§ **WHAT YOU ARE ASKED TO DO**: Look through the records and copy every line in which "values" appears.
-- ENTRIES SHOWN follows --
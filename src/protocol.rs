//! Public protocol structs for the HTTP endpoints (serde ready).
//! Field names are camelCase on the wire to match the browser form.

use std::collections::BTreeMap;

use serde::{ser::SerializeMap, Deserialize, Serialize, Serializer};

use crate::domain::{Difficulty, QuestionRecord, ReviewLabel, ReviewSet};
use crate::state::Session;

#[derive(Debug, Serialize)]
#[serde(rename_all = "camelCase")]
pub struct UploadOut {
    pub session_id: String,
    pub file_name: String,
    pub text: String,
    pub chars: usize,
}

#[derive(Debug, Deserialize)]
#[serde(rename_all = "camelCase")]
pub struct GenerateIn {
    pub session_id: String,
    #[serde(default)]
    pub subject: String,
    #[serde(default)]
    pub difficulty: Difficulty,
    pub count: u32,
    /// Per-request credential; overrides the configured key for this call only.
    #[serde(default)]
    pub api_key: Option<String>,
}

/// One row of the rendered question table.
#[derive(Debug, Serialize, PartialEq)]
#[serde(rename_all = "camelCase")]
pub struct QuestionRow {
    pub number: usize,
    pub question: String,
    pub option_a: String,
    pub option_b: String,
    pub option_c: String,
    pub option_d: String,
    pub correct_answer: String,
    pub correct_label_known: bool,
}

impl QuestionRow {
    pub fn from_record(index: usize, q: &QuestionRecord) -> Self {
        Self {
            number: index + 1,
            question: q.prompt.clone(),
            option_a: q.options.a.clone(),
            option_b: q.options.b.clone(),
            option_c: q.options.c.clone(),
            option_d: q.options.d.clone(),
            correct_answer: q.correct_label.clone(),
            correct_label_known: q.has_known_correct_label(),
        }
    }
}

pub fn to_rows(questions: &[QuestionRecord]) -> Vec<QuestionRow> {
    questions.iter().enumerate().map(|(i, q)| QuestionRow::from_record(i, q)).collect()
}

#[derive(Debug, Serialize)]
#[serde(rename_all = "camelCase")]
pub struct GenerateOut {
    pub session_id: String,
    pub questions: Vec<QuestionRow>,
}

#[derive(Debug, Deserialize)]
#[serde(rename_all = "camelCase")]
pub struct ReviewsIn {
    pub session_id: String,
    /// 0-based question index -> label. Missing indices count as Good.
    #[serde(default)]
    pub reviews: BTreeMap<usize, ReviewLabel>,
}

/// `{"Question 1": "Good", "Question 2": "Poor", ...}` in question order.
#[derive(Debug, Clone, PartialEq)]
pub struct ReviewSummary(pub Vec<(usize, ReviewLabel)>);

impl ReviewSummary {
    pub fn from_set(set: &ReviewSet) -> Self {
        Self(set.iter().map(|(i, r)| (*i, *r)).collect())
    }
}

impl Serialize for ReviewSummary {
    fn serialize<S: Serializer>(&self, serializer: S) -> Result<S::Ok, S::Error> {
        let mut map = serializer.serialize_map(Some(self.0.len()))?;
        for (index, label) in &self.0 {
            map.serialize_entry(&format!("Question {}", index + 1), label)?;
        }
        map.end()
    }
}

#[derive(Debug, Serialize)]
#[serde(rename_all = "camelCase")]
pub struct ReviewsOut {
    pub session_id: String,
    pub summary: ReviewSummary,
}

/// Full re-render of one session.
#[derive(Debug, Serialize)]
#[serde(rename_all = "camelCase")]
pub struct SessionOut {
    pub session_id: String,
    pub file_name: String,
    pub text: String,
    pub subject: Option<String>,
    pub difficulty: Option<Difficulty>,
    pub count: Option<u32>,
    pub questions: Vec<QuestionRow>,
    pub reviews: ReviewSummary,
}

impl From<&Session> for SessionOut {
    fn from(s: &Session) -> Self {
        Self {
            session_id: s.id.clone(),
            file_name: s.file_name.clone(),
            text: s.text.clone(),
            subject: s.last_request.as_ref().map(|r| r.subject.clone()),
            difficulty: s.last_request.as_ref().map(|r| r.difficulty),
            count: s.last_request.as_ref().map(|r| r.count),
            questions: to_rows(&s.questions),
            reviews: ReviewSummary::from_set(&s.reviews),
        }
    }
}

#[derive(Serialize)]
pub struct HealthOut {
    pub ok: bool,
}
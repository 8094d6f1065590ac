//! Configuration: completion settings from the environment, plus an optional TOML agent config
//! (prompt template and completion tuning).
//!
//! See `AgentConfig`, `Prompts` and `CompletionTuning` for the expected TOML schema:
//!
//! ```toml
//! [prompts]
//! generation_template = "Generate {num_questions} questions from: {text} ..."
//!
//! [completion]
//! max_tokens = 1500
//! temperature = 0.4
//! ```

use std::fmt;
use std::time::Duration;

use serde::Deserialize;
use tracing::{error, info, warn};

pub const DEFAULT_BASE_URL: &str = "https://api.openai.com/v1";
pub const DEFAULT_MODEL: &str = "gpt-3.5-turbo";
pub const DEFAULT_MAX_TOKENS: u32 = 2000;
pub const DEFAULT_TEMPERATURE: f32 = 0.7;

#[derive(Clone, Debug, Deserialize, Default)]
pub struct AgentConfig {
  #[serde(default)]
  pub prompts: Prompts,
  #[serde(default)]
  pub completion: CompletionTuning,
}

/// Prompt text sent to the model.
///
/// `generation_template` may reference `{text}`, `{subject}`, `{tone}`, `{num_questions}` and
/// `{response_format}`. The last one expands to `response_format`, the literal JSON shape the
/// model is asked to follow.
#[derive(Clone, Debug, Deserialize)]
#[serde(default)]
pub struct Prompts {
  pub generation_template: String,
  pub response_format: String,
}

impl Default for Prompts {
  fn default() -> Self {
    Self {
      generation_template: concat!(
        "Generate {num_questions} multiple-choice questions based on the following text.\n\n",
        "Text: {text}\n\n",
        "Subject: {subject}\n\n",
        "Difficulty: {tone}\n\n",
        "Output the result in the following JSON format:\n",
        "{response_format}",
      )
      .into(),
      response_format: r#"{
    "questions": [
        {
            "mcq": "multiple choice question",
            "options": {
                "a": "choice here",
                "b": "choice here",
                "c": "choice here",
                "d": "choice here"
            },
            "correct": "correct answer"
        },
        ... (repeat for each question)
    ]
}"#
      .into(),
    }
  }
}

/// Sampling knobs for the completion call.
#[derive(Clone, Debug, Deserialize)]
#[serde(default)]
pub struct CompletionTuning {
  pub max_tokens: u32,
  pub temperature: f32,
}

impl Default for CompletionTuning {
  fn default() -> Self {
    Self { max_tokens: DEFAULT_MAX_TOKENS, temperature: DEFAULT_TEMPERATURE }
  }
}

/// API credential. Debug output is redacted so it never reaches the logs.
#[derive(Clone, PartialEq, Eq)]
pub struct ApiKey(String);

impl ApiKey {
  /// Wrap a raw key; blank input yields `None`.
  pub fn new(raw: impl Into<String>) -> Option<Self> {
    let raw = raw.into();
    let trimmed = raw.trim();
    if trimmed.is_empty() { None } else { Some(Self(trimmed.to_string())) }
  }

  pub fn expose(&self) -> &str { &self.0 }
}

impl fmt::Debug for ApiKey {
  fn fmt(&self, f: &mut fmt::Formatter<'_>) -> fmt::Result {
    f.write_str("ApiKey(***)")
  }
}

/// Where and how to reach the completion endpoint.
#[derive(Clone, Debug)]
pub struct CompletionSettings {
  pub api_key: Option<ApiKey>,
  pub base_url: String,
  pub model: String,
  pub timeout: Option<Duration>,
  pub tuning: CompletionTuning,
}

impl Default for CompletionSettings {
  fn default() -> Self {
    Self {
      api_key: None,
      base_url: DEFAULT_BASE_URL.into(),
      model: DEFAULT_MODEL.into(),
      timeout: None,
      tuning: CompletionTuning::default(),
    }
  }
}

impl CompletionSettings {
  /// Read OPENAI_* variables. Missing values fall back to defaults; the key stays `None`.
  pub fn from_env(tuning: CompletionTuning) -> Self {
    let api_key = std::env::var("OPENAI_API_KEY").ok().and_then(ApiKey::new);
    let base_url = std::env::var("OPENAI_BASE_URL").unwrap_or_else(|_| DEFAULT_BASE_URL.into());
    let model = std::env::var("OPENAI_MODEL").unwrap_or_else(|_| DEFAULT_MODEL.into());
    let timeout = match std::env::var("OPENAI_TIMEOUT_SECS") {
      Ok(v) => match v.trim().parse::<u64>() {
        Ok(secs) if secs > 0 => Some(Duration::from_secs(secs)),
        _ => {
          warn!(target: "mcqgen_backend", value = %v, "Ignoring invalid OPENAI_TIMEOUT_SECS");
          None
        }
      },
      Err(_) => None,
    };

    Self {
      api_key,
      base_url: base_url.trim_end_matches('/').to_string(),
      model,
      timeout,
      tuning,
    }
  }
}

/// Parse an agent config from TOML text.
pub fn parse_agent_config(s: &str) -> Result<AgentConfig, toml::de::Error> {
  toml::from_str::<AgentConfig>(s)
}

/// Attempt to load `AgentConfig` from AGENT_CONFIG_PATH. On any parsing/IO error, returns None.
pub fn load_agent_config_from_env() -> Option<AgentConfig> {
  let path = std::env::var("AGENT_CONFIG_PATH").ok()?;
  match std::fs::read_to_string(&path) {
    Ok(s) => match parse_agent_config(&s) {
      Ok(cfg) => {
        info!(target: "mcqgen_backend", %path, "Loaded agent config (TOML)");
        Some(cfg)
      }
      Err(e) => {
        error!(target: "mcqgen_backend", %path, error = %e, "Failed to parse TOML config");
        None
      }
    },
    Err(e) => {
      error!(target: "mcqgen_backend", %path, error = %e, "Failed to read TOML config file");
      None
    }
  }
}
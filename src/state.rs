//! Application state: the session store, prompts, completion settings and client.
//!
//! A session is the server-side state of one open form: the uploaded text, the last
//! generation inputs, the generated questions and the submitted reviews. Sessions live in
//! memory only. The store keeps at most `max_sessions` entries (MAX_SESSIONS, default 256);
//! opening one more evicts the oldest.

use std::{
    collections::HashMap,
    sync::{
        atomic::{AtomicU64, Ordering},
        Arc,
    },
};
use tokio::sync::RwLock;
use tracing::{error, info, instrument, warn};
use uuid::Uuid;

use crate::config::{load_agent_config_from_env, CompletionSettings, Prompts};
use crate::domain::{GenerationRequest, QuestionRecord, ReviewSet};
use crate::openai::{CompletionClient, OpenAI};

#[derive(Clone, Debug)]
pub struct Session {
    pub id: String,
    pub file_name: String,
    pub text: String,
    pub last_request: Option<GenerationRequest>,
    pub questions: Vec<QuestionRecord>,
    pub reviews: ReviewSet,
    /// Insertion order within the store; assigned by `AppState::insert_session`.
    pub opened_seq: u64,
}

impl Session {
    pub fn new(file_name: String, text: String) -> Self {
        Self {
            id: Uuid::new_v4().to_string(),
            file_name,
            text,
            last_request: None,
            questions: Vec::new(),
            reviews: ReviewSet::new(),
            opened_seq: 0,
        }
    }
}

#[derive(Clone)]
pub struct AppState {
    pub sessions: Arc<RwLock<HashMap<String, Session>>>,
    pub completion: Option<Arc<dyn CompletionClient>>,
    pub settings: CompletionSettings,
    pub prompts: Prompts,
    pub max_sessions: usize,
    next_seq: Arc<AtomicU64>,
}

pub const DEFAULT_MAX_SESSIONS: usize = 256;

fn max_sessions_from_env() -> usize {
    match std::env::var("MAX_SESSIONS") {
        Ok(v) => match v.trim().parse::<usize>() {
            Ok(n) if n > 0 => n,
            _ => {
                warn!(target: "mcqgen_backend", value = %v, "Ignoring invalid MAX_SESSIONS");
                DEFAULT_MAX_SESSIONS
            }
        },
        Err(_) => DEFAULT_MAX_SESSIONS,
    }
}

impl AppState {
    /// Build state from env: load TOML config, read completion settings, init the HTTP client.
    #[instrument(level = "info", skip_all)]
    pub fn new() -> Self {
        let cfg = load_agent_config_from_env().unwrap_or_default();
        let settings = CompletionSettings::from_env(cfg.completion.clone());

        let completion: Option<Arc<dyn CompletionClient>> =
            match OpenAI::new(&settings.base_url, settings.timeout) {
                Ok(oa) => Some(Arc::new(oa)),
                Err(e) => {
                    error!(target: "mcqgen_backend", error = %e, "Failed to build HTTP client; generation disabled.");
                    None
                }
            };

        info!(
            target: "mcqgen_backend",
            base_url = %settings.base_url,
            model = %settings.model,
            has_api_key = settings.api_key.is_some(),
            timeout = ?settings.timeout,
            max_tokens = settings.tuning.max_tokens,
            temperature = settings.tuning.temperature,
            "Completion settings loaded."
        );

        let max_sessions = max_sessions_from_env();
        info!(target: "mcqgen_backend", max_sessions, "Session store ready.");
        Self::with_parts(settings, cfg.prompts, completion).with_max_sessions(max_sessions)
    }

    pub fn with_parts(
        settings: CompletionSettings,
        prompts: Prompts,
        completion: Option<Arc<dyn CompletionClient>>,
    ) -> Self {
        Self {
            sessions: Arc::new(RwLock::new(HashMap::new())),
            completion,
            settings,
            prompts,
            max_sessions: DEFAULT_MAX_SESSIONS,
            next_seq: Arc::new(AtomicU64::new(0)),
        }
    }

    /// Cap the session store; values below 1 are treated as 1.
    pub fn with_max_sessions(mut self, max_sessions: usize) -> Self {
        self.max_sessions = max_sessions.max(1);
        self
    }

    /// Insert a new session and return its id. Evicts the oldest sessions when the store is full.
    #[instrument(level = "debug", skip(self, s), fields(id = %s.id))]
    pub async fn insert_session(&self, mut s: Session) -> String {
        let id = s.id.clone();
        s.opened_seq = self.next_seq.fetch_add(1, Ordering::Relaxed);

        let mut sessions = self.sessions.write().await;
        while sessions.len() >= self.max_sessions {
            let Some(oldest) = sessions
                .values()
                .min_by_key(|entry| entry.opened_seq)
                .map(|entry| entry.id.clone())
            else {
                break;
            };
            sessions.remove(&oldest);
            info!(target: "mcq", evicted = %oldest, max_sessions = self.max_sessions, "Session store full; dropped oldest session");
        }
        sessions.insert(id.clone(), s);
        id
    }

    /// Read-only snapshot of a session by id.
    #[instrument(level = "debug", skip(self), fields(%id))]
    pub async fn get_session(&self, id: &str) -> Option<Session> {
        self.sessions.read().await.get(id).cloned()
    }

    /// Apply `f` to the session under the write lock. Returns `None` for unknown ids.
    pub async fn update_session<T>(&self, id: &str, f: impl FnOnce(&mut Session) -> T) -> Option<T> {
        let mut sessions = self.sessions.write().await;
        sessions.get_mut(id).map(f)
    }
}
-- ENTRIES SHOWN concluded --
§ **FINISHED EXERCISE**:
  /// Read OPENAI_* variables. Missing values fall back to defaults; the key stays `None`.
    /// Cap the session store; values below 1 are treated as 1.
                .values()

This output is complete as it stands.